(EXERCISE DATA)

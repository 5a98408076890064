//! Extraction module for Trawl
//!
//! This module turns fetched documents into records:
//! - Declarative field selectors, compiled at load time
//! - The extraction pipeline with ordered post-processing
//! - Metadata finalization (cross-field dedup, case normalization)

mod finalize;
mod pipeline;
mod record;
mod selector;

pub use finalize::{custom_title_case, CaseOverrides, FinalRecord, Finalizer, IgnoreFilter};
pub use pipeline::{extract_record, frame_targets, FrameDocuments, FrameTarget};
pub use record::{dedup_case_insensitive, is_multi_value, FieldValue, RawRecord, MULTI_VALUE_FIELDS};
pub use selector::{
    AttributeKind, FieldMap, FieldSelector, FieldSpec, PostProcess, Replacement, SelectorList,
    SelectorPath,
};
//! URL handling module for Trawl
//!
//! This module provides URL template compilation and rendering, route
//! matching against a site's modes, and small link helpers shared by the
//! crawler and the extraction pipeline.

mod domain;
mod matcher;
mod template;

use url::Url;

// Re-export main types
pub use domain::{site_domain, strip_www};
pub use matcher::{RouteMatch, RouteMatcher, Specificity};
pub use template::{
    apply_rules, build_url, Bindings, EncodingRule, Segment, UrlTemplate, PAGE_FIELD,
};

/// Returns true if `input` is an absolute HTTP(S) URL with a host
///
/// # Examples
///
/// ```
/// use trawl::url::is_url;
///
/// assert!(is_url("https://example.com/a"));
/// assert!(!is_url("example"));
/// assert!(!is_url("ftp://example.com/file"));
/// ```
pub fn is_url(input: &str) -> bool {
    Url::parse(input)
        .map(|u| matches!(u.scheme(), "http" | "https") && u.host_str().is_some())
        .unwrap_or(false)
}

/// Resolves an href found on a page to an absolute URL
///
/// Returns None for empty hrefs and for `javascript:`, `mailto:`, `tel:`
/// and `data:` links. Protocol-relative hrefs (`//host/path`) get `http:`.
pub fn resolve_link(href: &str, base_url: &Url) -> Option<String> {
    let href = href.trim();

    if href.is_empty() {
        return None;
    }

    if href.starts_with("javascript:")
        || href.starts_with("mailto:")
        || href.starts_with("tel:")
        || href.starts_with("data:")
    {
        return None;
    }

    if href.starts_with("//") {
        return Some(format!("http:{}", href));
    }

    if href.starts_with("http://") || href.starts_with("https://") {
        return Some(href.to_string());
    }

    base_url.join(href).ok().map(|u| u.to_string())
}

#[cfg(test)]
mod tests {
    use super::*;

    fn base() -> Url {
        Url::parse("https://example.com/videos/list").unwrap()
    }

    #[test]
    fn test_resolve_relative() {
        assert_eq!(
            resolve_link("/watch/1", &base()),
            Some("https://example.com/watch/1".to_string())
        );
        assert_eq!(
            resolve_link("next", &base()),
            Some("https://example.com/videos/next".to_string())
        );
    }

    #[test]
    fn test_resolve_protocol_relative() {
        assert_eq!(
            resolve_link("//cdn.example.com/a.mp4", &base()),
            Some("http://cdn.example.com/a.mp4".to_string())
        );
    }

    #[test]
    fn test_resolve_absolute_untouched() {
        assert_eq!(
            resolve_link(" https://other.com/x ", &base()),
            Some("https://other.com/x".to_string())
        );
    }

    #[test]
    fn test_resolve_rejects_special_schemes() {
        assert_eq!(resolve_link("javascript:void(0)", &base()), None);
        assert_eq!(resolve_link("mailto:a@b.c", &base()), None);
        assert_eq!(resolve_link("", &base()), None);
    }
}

(End EXERCISE DATA)

▶ PROBLEM:
Which lines of the entries above contain the word "watch"? Copy each of them.

▶ RESPONSE TO THIS TASK:
            resolve_link("/watch/1", &base()),
            Some("https://example.com/watch/1".to_string())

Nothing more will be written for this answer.